*** PROVIDED RECORDS Section Begins ***

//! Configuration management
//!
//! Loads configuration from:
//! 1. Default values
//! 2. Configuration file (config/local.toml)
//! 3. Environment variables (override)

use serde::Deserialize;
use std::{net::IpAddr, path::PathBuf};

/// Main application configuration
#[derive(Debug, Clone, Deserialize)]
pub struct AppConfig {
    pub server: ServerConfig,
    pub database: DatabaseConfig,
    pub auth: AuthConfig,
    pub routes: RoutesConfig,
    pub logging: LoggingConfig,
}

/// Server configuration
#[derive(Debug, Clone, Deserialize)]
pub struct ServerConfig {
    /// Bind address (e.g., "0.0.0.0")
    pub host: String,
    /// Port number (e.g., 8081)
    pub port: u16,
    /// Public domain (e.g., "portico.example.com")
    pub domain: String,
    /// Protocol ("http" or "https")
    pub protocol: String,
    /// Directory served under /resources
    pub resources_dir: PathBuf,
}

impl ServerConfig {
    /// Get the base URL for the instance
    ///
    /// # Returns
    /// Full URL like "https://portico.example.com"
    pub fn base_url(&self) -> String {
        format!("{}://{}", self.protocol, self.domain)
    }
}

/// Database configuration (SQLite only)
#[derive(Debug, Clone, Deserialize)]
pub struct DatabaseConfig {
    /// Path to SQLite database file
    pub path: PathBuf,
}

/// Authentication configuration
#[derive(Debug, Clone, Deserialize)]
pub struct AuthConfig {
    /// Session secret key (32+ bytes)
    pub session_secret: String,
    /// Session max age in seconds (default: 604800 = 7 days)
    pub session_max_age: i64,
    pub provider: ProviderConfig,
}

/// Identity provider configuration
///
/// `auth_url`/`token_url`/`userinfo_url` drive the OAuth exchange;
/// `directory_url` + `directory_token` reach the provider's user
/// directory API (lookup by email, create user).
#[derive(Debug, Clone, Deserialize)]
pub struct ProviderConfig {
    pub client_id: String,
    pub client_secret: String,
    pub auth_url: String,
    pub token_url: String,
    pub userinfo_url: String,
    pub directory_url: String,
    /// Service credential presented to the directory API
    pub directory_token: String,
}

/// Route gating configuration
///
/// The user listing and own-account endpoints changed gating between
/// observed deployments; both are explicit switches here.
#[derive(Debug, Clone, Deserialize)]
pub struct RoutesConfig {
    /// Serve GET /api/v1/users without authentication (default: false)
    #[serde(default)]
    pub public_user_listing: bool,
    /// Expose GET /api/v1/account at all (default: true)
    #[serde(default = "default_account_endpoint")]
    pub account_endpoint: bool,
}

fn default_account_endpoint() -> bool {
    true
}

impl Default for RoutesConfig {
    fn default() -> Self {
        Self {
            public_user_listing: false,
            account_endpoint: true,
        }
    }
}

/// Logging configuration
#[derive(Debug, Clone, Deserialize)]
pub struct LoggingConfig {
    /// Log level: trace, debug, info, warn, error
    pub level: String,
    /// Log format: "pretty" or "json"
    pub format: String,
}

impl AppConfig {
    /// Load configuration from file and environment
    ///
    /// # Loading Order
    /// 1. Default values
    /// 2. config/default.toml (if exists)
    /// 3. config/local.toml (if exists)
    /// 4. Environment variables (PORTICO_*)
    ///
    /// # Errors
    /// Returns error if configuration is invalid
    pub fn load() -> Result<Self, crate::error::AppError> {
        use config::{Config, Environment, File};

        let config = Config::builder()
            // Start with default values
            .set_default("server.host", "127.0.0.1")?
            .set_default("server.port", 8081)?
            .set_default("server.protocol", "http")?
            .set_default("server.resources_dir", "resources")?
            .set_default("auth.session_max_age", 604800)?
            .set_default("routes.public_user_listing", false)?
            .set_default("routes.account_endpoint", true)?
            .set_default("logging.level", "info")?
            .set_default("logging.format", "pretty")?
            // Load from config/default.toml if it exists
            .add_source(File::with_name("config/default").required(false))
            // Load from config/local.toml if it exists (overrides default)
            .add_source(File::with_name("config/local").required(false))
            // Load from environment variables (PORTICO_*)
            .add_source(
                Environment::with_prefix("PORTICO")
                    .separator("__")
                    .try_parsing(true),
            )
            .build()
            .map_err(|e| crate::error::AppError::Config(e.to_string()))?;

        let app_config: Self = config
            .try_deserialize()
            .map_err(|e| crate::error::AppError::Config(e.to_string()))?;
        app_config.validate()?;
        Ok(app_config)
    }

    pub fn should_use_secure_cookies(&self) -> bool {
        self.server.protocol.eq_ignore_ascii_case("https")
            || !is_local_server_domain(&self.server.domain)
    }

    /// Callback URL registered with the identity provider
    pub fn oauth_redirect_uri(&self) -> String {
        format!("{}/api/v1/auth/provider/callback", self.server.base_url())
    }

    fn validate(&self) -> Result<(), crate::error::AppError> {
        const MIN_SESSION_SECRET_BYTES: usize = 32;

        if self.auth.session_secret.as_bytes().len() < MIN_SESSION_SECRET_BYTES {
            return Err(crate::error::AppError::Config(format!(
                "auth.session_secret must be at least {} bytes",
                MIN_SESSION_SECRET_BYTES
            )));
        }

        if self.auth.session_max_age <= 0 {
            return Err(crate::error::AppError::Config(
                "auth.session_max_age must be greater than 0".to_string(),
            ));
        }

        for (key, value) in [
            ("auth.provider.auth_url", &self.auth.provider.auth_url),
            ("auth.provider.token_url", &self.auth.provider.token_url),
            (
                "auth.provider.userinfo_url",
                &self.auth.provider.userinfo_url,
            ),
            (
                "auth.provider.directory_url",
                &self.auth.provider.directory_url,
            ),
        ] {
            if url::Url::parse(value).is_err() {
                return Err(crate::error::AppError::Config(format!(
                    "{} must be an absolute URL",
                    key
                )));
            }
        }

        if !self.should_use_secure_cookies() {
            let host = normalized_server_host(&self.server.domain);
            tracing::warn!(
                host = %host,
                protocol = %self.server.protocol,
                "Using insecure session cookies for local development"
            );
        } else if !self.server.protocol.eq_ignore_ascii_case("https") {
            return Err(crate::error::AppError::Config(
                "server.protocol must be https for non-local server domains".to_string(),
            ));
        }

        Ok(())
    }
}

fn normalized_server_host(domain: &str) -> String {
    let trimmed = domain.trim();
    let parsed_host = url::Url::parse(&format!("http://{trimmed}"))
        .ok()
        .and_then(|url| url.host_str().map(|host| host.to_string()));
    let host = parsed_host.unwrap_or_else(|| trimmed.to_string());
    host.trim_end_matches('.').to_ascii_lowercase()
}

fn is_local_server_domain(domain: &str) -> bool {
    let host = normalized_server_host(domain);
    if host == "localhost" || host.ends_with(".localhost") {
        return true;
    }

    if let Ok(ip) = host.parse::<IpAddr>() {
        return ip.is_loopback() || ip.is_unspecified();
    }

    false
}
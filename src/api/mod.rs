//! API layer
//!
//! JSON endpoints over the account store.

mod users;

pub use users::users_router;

*** PROVIDED RECORDS Section Ends ***

WORK INSTRUCTIONS: Exactly reproduce every line of the records.

TASK SOLUTION:
//! Configuration management
//!
//! Loads configuration from:
//! 1. Default values
//! 2. Configuration file (config/local.toml)
//! 3. Environment variables (override)

use serde::Deserialize;
use std::{net::IpAddr, path::PathBuf};

/// Main application configuration
#[derive(Debug, Clone, Deserialize)]
pub struct AppConfig {
    pub server: ServerConfig,
    pub database: DatabaseConfig,
    pub auth: AuthConfig,
    pub routes: RoutesConfig,
    pub logging: LoggingConfig,
}

/// Server configuration
#[derive(Debug, Clone, Deserialize)]
pub struct ServerConfig {
    /// Bind address (e.g., "0.0.0.0")
    pub host: String,
    /// Port number (e.g., 8081)
    pub port: u16,
    /// Public domain (e.g., "portico.example.com")
    pub domain: String,
    /// Protocol ("http" or "https")
    pub protocol: String,
    /// Directory served under /resources
    pub resources_dir: PathBuf,
}

impl ServerConfig {
    /// Get the base URL for the instance
    ///
    /// # Returns
    /// Full URL like "https://portico.example.com"
    pub fn base_url(&self) -> String {
        format!("{}://{}", self.protocol, self.domain)
    }
}

/// Database configuration (SQLite only)
#[derive(Debug, Clone, Deserialize)]
pub struct DatabaseConfig {
    /// Path to SQLite database file
    pub path: PathBuf,
}

/// Authentication configuration
#[derive(Debug, Clone, Deserialize)]
pub struct AuthConfig {
    /// Session secret key (32+ bytes)
    pub session_secret: String,
    /// Session max age in seconds (default: 604800 = 7 days)
    pub session_max_age: i64,
    pub provider: ProviderConfig,
}

/// Identity provider configuration
///
/// `auth_url`/`token_url`/`userinfo_url` drive the OAuth exchange;
/// `directory_url` + `directory_token` reach the provider's user
/// directory API (lookup by email, create user).
#[derive(Debug, Clone, Deserialize)]
pub struct ProviderConfig {
    pub client_id: String,
    pub client_secret: String,
    pub auth_url: String,
    pub token_url: String,
    pub userinfo_url: String,
    pub directory_url: String,
    /// Service credential presented to the directory API
    pub directory_token: String,
}

/// Route gating configuration
///
/// The user listing and own-account endpoints changed gating between
/// observed deployments; both are explicit switches here.
#[derive(Debug, Clone, Deserialize)]
pub struct RoutesConfig {
    /// Serve GET /api/v1/users without authentication (default: false)
    #[serde(default)]
    pub public_user_listing: bool,
    /// Expose GET /api/v1/account at all (default: true)
    #[serde(default = "default_account_endpoint")]
    pub account_endpoint: bool,
}

fn default_account_endpoint() -> bool {
    true
}

impl Default for RoutesConfig {
    fn default() -> Self {
        Self {
            public_user_listing: false,
            account_endpoint: true,
        }
    }
}

/// Logging configuration
#[derive(Debug, Clone, Deserialize)]
pub struct LoggingConfig {
    /// Log level: trace, debug, info, warn, error
    pub level: String,
    /// Log format: "pretty" or "json"
    pub format: String,
}

impl AppConfig {
    /// Load configuration from file and environment
    ///
    /// # Loading Order
    /// 1. Default values
    /// 2. config/default.toml (if exists)
    /// 3. config/local.toml (if exists)
    /// 4. Environment variables (PORTICO_*)
    ///
    /// # Errors
    /// Returns error if configuration is invalid
    pub fn load() -> Result<Self, crate::error::AppError> {
        use config::{Config, Environment, File};

        let config = Config::builder()
            // Start with default values
            .set_default("server.host", "127.0.0.1")?
            .set_default("server.port", 8081)?
            .set_default("server.protocol", "http")?
            .set_default("server.resources_dir", "resources")?
            .set_default("auth.session_max_age", 604800)?
            .set_default("routes.public_user_listing", false)?
            .set_default("routes.account_endpoint", true)?
            .set_default("logging.level", "info")?
            .set_default("logging.format", "pretty")?
            // Load from config/default.toml if it exists
            .add_source(File::with_name("config/default").required(false))
            // Load from config/local.toml if it exists (overrides default)
            .add_source(File::with_name("config/local").required(false))
            // Load from environment variables (PORTICO_*)
            .add_source(
                Environment::with_prefix("PORTICO")
                    .separator("__")
                    .try_parsing(true),
            )
            .build()
            .map_err(|e| crate::error::AppError::Config(e.to_string()))?;

        let app_config: Self = config
            .try_deserialize()
            .map_err(|e| crate::error::AppError::Config(e.to_string()))?;
        app_config.validate()?;
        Ok(app_config)
    }

    pub fn should_use_secure_cookies(&self) -> bool {
        self.server.protocol.eq_ignore_ascii_case("https")
            || !is_local_server_domain(&self.server.domain)
    }

    /// Callback URL registered with the identity provider
    pub fn oauth_redirect_uri(&self) -> String {
        format!("{}/api/v1/auth/provider/callback", self.server.base_url())
    }

    fn validate(&self) -> Result<(), crate::error::AppError> {
        const MIN_SESSION_SECRET_BYTES: usize = 32;

        if self.auth.session_secret.as_bytes().len() < MIN_SESSION_SECRET_BYTES {
            return Err(crate::error::AppError::Config(format!(
                "auth.session_secret must be at least {} bytes",
                MIN_SESSION_SECRET_BYTES
            )));
        }

        if self.auth.session_max_age <= 0 {
            return Err(crate::error::AppError::Config(
                "auth.session_max_age must be greater than 0".to_string(),
            ));
        }

        for (key, value) in [
            ("auth.provider.auth_url", &self.auth.provider.auth_url),
            ("auth.provider.token_url", &self.auth.provider.token_url),
            (
                "auth.provider.userinfo_url",
                &self.auth.provider.userinfo_url,
            ),
            (
                "auth.provider.directory_url",
                &self.auth.provider.directory_url,
            ),
        ] {
            if url::Url::parse(value).is_err() {
                return Err(crate::error::AppError::Config(format!(
                    "{} must be an absolute URL",
                    key
                )));
            }
        }

        if !self.should_use_secure_cookies() {
            let host = normalized_server_host(&self.server.domain);
            tracing::warn!(
                host = %host,
                protocol = %self.server.protocol,
                "Using insecure session cookies for local development"
            );
        } else if !self.server.protocol.eq_ignore_ascii_case("https") {
            return Err(crate::error::AppError::Config(
                "server.protocol must be https for non-local server domains".to_string(),
            ));
        }

        Ok(())
    }
}

fn normalized_server_host(domain: &str) -> String {
    let trimmed = domain.trim();
    let parsed_host = url::Url::parse(&format!("http://{trimmed}"))
        .ok()
        .and_then(|url| url.host_str().map(|host| host.to_string()));
    let host = parsed_host.unwrap_or_else(|| trimmed.to_string());
    host.trim_end_matches('.').to_ascii_lowercase()
}

fn is_local_server_domain(domain: &str) -> bool {
    let host = normalized_server_host(domain);
    if host == "localhost" || host.ends_with(".localhost") {
        return true;
    }

    if let Ok(ip) = host.parse::<IpAddr>() {
        return ip.is_loopback() || ip.is_unspecified();
    }

    false
}
filename src/api/mod.rs
//! API layer
//!
//! JSON endpoints over the account store.

mod users;

pub use users::users_router;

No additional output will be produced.